Setelah setengah putaran di taman, John akhirnya melihat sekumpulan orang tua yang dikenalinya.
Dia melihat Zack duduk di meja batu, tangannya terkadang mengangkat dan menurunkan sesuatu. Dia sedang bermain catur.
Pandangan John terhalang oleh semak-semak. Dia pindah ke sisi lain, menjauh dari semak-semak.
Orang yang bermain catur dengan Zack adalah Zayne yang memakai pakaian biasa. Mulut John ternganga.
Menurut jadwal rumah sakit, hari ini adalah hari libur Zayne. Zayne hanya libur satu atau dua hari setiap bulan, tapi dia malah menghabiskan waktu berharga itu bermain catur dengan Zack.
John nggak mendekat dan hanya mengamati. Zack memegang bidak catur di tangannya, meletakkannya, lalu mengambilnya lagi. Setelah berpikir cukup lama, dia akhirnya membuat gerakan.

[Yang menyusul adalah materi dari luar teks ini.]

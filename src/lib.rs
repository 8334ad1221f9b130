//! Pluggable in-memory transaction processor for comparing concurrency-control
//! protocols under contention.
//!
//! A [`TxnProcessor`] executes read-modify-write transactions against a
//! versioned key/value store under one of several protocols: serial execution,
//! strict two-phase locking (exclusive-only or shared/exclusive, see
//! [`lock`]), and optimistic concurrency control with serial or parallel
//! validation. Transaction bodies implement [`TxnLogic`] over fixed read and
//! write sets; clients submit them and collect them back in completion order.

mod error;
pub mod lock;
mod processor;
mod storage;
mod transaction;
mod types;
mod workload;

pub use error::Error;
pub use processor::{Protocol, TxnProcessor};
pub use storage::Storage;
pub use transaction::{Transaction, TxnContext, TxnLogic, TxnStatus};
pub use types::{Key, Timestamp, TxnId, Value};
pub use workload::{expect, noop, put, rmw};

"Kamu kalah." Zayne memindahkan bentengnya ke atas raja Zack.
"Aku kalah lagi!" Zack menggaruk kepalanya, lalu menepuk-nepuk dua kali. "Dr. Zayne, kasihan sama orang tua seperti aku dong! Main lagi, yuk!"
"Kita sudah sepakat ini ronde terakhir." Zayne dengan perlahan menyimpan bidaknya. "Sekarang kamu harus menepati janji karena kamu kalah. Besok cek-up, ya."
Kening Zack berkerut. Dia bersandar dan mengibas-ngibaskan tangan. "Nggak! Aku nggak mau!"
"Kalau nggak, dokter lain yang bakal periksa kamu."
Kata-kata Zayne terdengar datar, tapi terdengar cukup mengancam bagi Zack. Zack menurunkan tangannya dan merapatkan bibirnya. Dia terlihat enggan, mungkin sedikit kesal.
John bisa mendengar Zack bergumam pelan. "Kamu nggak peduli sama aku juga, ya, Dr. Zayne?"
Zayne menutup papan catur dengan sebuah desahan halus.
"Jangan khawatir, aku akan temani kamu," katanya, terdengar lebih ramah daripada sebelumnya. Zack menatap rumput untuk beberapa saat. "Oke, kalau gitu," katanya pelan.
"Tapi Zayne nggak sebegitu susahnya dikenali..." Suara Greyson terdengar di telinga John. "Pernah ke radiologi? Kebanyakan pasien didampingi keluarga, tapi banyak orang tua kesepian kayak Zack. Keluarganya cuma muncul sebelum operasi. Tanda tangan surat, konfirmasi operasi sukses, dan pergi. Orang tua selalu sendirian selama observasi. Pasti merasa sedih lihat pasien lain yang ada keluarganya. Makanya perawatan dari perawat dan dokter itu penting buat mereka. Perawatan yang kayak Zayne lakukan... itu langka."
John terhenti dari pikirannya saat melihat pria tua itu dan Zayne sedang berbicara dan tertawa. Untuk pertama kalinya, John nggak merasa ada ketegangan dari Zayne. Rasanya seperti ketegangan itu meleleh, dibawa oleh sinar matahari yang sama yang menyinari rumput di bawah mereka.